▶ [TASK PROMPT]
Line count for the string "headers" in the records below: report that figure and nothing else.

▶ [MATERIAL FOR THIS TASK]
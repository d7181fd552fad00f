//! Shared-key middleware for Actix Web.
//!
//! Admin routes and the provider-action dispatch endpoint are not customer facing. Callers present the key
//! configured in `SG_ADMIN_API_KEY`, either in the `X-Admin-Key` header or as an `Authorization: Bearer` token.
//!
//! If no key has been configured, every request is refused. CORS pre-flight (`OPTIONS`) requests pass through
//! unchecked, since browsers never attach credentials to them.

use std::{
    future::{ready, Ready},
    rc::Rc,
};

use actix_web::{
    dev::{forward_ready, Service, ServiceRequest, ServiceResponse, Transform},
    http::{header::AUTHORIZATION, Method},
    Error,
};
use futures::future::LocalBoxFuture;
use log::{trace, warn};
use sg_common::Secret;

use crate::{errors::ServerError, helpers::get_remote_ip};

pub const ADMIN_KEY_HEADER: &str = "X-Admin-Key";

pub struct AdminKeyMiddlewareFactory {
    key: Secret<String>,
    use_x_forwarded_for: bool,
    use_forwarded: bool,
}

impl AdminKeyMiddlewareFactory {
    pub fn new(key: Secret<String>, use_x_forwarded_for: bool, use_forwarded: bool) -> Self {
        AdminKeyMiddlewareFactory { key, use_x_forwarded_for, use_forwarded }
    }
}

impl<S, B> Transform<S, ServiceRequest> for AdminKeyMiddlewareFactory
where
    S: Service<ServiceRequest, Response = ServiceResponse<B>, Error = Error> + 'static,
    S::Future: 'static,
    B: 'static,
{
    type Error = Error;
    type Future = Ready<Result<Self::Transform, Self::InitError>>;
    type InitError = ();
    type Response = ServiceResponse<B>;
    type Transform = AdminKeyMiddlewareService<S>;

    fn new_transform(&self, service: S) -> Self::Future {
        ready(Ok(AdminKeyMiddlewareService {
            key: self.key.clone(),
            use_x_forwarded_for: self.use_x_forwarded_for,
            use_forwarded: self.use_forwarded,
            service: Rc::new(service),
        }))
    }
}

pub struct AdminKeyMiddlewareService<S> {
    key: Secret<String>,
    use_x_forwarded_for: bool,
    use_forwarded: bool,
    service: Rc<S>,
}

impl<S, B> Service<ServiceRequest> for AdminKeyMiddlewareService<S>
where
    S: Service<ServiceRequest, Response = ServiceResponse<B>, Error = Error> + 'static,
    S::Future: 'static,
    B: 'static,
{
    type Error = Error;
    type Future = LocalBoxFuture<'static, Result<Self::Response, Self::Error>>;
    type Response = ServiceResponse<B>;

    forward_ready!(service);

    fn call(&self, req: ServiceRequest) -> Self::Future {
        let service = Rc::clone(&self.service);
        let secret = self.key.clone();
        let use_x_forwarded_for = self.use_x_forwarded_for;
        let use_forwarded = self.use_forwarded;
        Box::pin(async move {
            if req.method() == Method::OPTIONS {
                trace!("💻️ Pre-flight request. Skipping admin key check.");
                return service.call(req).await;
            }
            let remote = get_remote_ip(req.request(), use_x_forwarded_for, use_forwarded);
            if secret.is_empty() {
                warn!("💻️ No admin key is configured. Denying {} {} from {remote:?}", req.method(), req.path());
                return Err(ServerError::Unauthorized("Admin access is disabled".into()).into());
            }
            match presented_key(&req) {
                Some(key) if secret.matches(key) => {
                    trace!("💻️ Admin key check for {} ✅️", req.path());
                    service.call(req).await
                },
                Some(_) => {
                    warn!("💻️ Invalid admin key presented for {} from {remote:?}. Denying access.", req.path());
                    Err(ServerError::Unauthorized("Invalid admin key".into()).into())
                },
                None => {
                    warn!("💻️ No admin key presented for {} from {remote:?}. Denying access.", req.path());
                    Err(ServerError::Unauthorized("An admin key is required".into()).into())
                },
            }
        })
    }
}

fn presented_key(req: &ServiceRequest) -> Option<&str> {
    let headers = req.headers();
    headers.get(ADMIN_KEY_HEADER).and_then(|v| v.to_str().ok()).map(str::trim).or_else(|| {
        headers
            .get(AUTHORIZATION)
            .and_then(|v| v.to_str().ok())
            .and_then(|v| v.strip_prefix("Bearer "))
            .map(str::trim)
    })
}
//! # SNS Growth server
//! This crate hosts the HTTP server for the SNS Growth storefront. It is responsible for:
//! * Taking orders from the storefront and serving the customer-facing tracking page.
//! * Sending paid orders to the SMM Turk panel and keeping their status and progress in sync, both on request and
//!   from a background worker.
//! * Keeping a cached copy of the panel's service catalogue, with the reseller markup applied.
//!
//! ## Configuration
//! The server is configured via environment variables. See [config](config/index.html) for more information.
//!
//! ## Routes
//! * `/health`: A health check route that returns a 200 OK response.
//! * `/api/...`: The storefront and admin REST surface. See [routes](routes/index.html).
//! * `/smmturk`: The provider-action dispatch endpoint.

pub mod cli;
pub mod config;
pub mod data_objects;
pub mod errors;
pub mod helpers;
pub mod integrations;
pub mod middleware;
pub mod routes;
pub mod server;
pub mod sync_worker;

▶ [OUTPUT BELOW]
3